→ Work instruction
Search the records below for the word "message". Pull out each line that has it.

→ Source material
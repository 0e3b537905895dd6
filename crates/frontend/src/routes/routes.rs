use crate::domain::a030_car_transmission::ui::list::CarTransmissionList;
use crate::layout::locale_select::LocaleSelect;
use crate::shared::notifications::NotificationHost;
use leptos::prelude::*;

#[component]
fn MainLayout() -> impl IntoView {
    view! {
        <div class="app-layout">
            <div class="top-header">
                <LocaleSelect />
            </div>
            <div class="app-main">
                <CarTransmissionList />
            </div>
        </div>
    }
}

#[component]
pub fn AppRoutes() -> impl IntoView {
    view! {
        <MainLayout />
        <NotificationHost />
    }
}
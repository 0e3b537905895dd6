pub mod a030_car_transmission;
pub mod common;
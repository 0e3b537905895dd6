//! Конверт ответа API админ-панели: `{ "error": bool, "message": ..., "data": ... }`

use serde::de::DeserializeOwned;
use serde::{Deserialize, Serialize};

/// Response envelope returned by every admin endpoint.
///
/// The server reports application-level failures through the `error` flag
/// rather than the HTTP status, so callers must inspect it explicitly.
#[derive(Debug, Clone, PartialEq, Default, Serialize, Deserialize)]
pub struct ApiResponse {
    #[serde(default)]
    pub error: bool,
    #[serde(default, skip_serializing_if = "Option::is_none")]
    pub message: Option<String>,
    #[serde(default, skip_serializing_if = "Option::is_none")]
    pub data: Option<serde_json::Value>,
}

impl ApiResponse {
    pub fn ok() -> Self {
        Self::default()
    }

    pub fn failed(message: impl Into<String>) -> Self {
        Self {
            error: true,
            message: Some(message.into()),
            data: None,
        }
    }

    pub fn is_error(&self) -> bool {
        self.error
    }

    /// Decode the `data` payload into a concrete type.
    pub fn data_as<T: DeserializeOwned>(&self) -> Result<T, String> {
        let value = self
            .data
            .clone()
            .ok_or_else(|| "Response has no data".to_string())?;
        serde_json::from_value(value).map_err(|e| format!("Failed to parse data: {}", e))
    }
}
use crate::shared::i18n::Locale;
use web_sys::window;

const LOCALE_KEY: &str = "app_locale";

/// Frontend runtime settings
#[derive(Debug, Clone, Copy, PartialEq, Eq)]
pub struct FrontendConfig {
    /// Port of the admin API on the same host
    pub api_port: u16,
    pub locale: Locale,
    /// How long a toast stays on screen
    pub toast_timeout_ms: u32,
}

impl Default for FrontendConfig {
    fn default() -> Self {
        Self {
            api_port: 3000,
            locale: Locale::Ru,
            toast_timeout_ms: 4000,
        }
    }
}

impl FrontendConfig {
    /// Defaults overridden by values persisted in localStorage
    pub fn current() -> Self {
        Self::default().with_stored_locale(stored_locale())
    }

    fn with_stored_locale(mut self, code: Option<String>) -> Self {
        if let Some(locale) = code.as_deref().and_then(Locale::from_code) {
            self.locale = locale;
        }
        self
    }
}

fn get_local_storage() -> Option<web_sys::Storage> {
    window()?.local_storage().ok()?
}

fn stored_locale() -> Option<String> {
    get_local_storage()?.get_item(LOCALE_KEY).ok()?
}

/// Persist the interface language
pub fn save_locale(locale: Locale) {
    if let Some(storage) = get_local_storage() {
        let _ = storage.set_item(LOCALE_KEY, locale.code());
    }
}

→ Exercise solution
//! Конверт ответа API админ-панели: `{ "error": bool, "message": ..., "data": ... }`
    pub message: Option<String>,
    pub fn failed(message: impl Into<String>) -> Self {
            message: Some(message.into()),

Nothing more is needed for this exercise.